Stiftung für Hochschulbildung 1604 (≈ 1604)
Installation der Lehrbücher von Kardinal de Joyeuse.
1705
Bibliothek Legat
Bibliothek Legat 1705 (≈ 1705)
Dort gründete der Bischof von Rieux seine öffentliche Bibliothek.
1753
Kirche Ruin
Kirche Ruin 1753 (≈ 1753)
Beginn des Abbaus der Kirche Saint-Roman.
début XIXe siècle
Abriss der Kirche
Abriss der Kirche début XIXe siècle (≈ 1904)

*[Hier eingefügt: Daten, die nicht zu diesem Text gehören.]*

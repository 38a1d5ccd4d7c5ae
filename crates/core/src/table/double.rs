use super::{Phase, Table, TableError};
use crate::{Card, Deck, Event, EventBus};

/// Surviving this many rounds wins the jackpot pool on top of the stake.
pub const DOUBLE_ROUND_CAP: u32 = 10;

#[derive(Debug, Clone, Copy, PartialEq, Eq)]
pub enum GuessDirection {
    High,
    Low,
}

#[derive(Debug, Clone, Copy, PartialEq, Eq)]
pub struct DoubleGame {
    pub stake: i64,
    pub round: u32,
    pub shown: Card,
}

/// Win/lose/tie chances for a shown card, in whole percent. Informational
/// only; outcomes never consult this.
#[derive(Debug, Clone, Copy, PartialEq, Eq)]
pub struct DoubleOdds {
    pub higher: u32,
    pub lower: u32,
    pub tie: u32,
}

impl DoubleOdds {
    pub fn for_value(value: u8) -> Self {
        let v = i64::from(value.clamp(2, 14));
        Self {
            higher: percent(14 - v),
            lower: percent(v - 2),
            tie: percent(1),
        }
    }
}

fn percent(outcomes: i64) -> u32 {
    ((outcomes * 100) as f64 / 13.0).round() as u32
}

/// The comparison rule: ties always go to the player.
pub fn hilo_wins(direction: GuessDirection, shown: u8, mystery: u8) -> bool {
    match direction {
        GuessDirection::High => mystery >= shown,
        GuessDirection::Low => mystery <= shown,
    }
}

impl Table {
    /// High-low compares rank values only, so the deck here carries no
    /// wildcards regardless of what the player owns.
    fn draw_double_card(&mut self) -> Card {
        let deck = Deck::fresh(0, &mut self.rng);
        deck.cards()[0]
    }

    /// Puts the held payout at stake and shows the first card.
    pub fn enter_double(&mut self, events: &mut EventBus) -> Result<(), TableError> {
        self.ensure_ready()?;
        if self.phase != Phase::Evaluated {
            return Err(TableError::InvalidPhase(self.phase));
        }
        let shown = self.draw_double_card();
        let stake = self.pending_payout;
        self.pending_payout = 0;
        self.double = Some(DoubleGame {
            stake,
            round: 1,
            shown,
        });
        self.phase = Phase::Doubling;
        events.push(Event::DoubleStarted { stake, shown });
        Ok(())
    }

    /// Draws the mystery card from its own fresh deck and resolves the round.
    /// Returns whether the guess won.
    pub fn guess(
        &mut self,
        direction: GuessDirection,
        events: &mut EventBus,
    ) -> Result<bool, TableError> {
        self.ensure_ready()?;
        let Some(game) = self.double else {
            return Err(TableError::InvalidPhase(self.phase));
        };
        let mystery = self.draw_double_card();
        let won = hilo_wins(direction, game.shown.value(), mystery.value());
        events.push(Event::DoubleResolved {
            round: game.round,
            shown: game.shown,
            mystery,
            won,
            stake: game.stake,
        });

        if !won {
            self.ledger.jackpot += game.stake;
            events.push(Event::DoubleLost {
                swallowed: game.stake,
                jackpot: self.ledger.jackpot,
            });
            self.double = None;
            self.settle(0, events);
            return Ok(false);
        }

        let mut stake = game.stake * 2;
        let round = game.round + 1;
        if round > DOUBLE_ROUND_CAP {
            let amount = self.ledger.jackpot;
            self.ledger.jackpot = 0;
            stake += amount;
            events.push(Event::JackpotWon {
                amount,
                total: stake,
            });
            self.double = Some(DoubleGame {
                stake,
                round,
                shown: game.shown,
            });
            self.finish_double(events);
            return Ok(true);
        }

        let shown = self.draw_double_card();
        self.double = Some(DoubleGame {
            stake,
            round,
            shown,
        });
        Ok(true)
    }

    pub fn cash_out(&mut self, events: &mut EventBus) -> Result<i64, TableError> {
        self.ensure_ready()?;
        if self.phase != Phase::Doubling {
            return Err(TableError::InvalidPhase(self.phase));
        }
        Ok(self.finish_double(events))
    }

    fn finish_double(&mut self, events: &mut EventBus) -> i64 {
        let stake = self.double.take().map(|game| game.stake).unwrap_or(0);
        self.ledger.balance += stake;
        events.push(Event::DoubleCashedOut {
            amount: stake,
            balance: self.ledger.balance,
        });
        self.settle(0, events);
        stake
    }

    /// Present only while doubling and only for a master-powerup owner.
    pub fn double_odds(&self) -> Option<DoubleOdds> {
        if !self.ledger.powerups.double_or_nothing_master {
            return None;
        }
        self.double
            .as_ref()
            .map(|game| DoubleOdds::for_value(game.shown.value()))
    }
}
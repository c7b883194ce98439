use std::sync::Arc;

use bugscan_common::{error, warn};

use crate::ctx::Ctx;
use crate::job::JobQueue;
use crate::probe::Probe;

#[derive(Debug, Default, Clone, Copy)]
pub(super) struct WorkerTally {
    pub attempted: usize,
    pub faulted: usize,
}

impl WorkerTally {
    pub fn merge(&mut self, other: WorkerTally) {
        self.attempted += other.attempted;
        self.faulted += other.faulted;
    }
}

/// Pulls jobs until the queue is empty, one probe at a time.
pub(super) async fn run(queue: Arc<JobQueue>, probe: Arc<dyn Probe>, ctx: Arc<Ctx>) -> WorkerTally {
    let mut tally: WorkerTally = WorkerTally::default();

    while let Some(job) = queue.pop() {
        let key: String = job.name().to_string();
        tally.attempted += 1;

        let task = tokio::spawn({
            let probe: Arc<dyn Probe> = probe.clone();
            let ctx: Arc<Ctx> = ctx.clone();
            async move { probe.probe(ctx, job).await }
        });

        if let Err(e) = task.await {
            tally.faulted += 1;
            if e.is_panic() {
                warn!("Probe for '{key}' panicked, skipping it");
            } else {
                error!("Probe for '{key}' was cancelled: {e}");
            }
        }

        ctx.clear_status(&key);
    }

    tally
}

Definitives Verschwinden der zerstörten Kirche.
9 décembre 1946
Historisches Denkmal
Historisches Denkmal 9 décembre 1946 (≈ 1946)
Tür- und Fassadenschutz.
Aujourd'hui
Aujourd'hui
Aujourd'hui Aujourd'hui (≈ 2025)
Position de référence.
Kulturgüter
Eingangstür und Fassade auf Hof: Inschrift durch Dekret vom 9. Dezember 1946
Kennzahlen
Cardinal de Joyeuse - Sponsor
Cedes the site to the Doctrinaires in 1604.
Évêque de Rieux - Donor
Bequeath seine Bibliothek im Jahre 1705.
Ursprung und Geschichte
Der im 16. Jahrhundert erbaute Collège Saint-Rome de Toulouse zeichnet sich durch seine von italienischen Palästen inspirierte Architektur aus. Das auf fünf Ebenen entwickelte Gebäude verfügt über eine Fassade, die mit Schnüren und Pflastern geschmückt ist, mit einer umrahmten Tür mit einem Schild mit einem Kreuz und einem Rosenkranz. Die Treppenspanne, die von einem dreieckigen Pediment überlagert wird, fügt ihrem monumentalen Charakter hinzu. Ursprünglich beherbergte diese Seite die Kirche Saint-Roman, verwandelte sich in ein Benediktiner-Kloster, bevor sie 1604 den Lehrbüchern zugewiesen wurde.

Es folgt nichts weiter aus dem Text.